Commentary: Reflecting on reconciliation as a non-Indigenous physician

‘Change can only happen with difficult conversations’

Dr. Michael Kirlew, family physician for the Weeneebayko Area Health Authority in northern Ontario.

“I think about the insidious effects of colonization — if you don’t get at it, it’s not going to go away. It’s just going to morph into a form that’s more palatable for this generation. I find that sometimes … there are spaces that seem to be more inclusive and want to have these conversations, but they can still be paralyzed by [the question] ‘what do we do?’ We don’t really see a lot of action points. Or sometimes these spaces don’t include the communities which they are trying to serve.

Change can only happen with difficult conversations. Change is never a comfortable process. And I find that sometimes we need to be committed to the discomfort of engaging in a process.”

Video transcript

DR. MICHAEL KIRLEW: SPEAKER: I think about the insidious effects of colonization. And that if colonization is something that if you don't get at it, it's not going to go away. It's just going to morph into a form that's more palatable for this generation.

And I find that sometimes, yes, there might be these spaces that seem to be more inclusive and want to have these conversations, but they still sometimes can be paralyzed by a what do we do.

And you don't really see, as we say a lot of those action points.

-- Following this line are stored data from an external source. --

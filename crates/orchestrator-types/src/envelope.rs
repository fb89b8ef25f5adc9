//! Event envelopes carried by the outbox.

use serde::{Deserialize, Serialize};

/// An external event addressed to one orchestration instance.
///
/// The envelope references its instance by id only. The pair
/// `(instance_id, event_id)` is the idempotency key: re-enqueueing or
/// re-delivering the same envelope must have no additional effect.
#[derive(Debug, Clone, PartialEq, Serialize, Deserialize)]
pub struct EventEnvelope {
	pub instance_id: String,
	pub event_id: String,
	/// Opaque payload passed through to the engine unchanged.
	#[serde(default)]
	pub payload: serde_json::Value,
}

impl EventEnvelope {
	pub fn new(
		instance_id: impl Into<String>,
		event_id: impl Into<String>,
		payload: serde_json::Value,
	) -> Self {
		Self {
			instance_id: instance_id.into(),
			event_id: event_id.into(),
			payload,
		}
	}

	/// Storage key identifying this envelope regardless of payload.
	pub fn idempotency_key(&self) -> String {
		format!("{}.{}", self.instance_id, self.event_id)
	}
}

You know what I mean? Or, sometimes these spaces don't involve, I find, still the communities in which they're trying to serve.

So those community voices are not really at the table. So it's interesting. Sometimes you'll have these conversations, and there'll be no community representation at the table that you're talking about.

So I find that overall, I think that there is--there isn't a general acceptance to have these conversations. I think, though, that there still is resistance, there's no question. There still is that resistance to have these difficult conversations.

Change can only happen with difficult conversations. Change is never a comfortable process. And I find that sometimes we need to be committed to the uncomfort of engaging in a process.

I can say I'm committed to a process. The question is, am I committed to the intrinsic,

I'm not going to feel well in that process. It's going to be uncomfortable. Can I commit to that? It's easy to commit to the tenets of, let's say, fairness. But if it comes to me giving up something I want, to give to somebody else to make it fair, that's really the question that we have to think about.

Engaging in these uncomfortable dialogues, you know what I mean? Really, that's how we get that growth. We need to be able to have these conversations. And at times, because of the insidious effects of colonization, systems and structures are not built to take those conversations and have them germinate into action.

Challenging anti-Indigenous racism in health care

These sessions were part of the CMA’s work preparing to deliver a public apology to Indigenous Peoples. The formal apology will build on the CMA’s work to improve Indigenous health outcomes and advance truth and reconciliation in health care.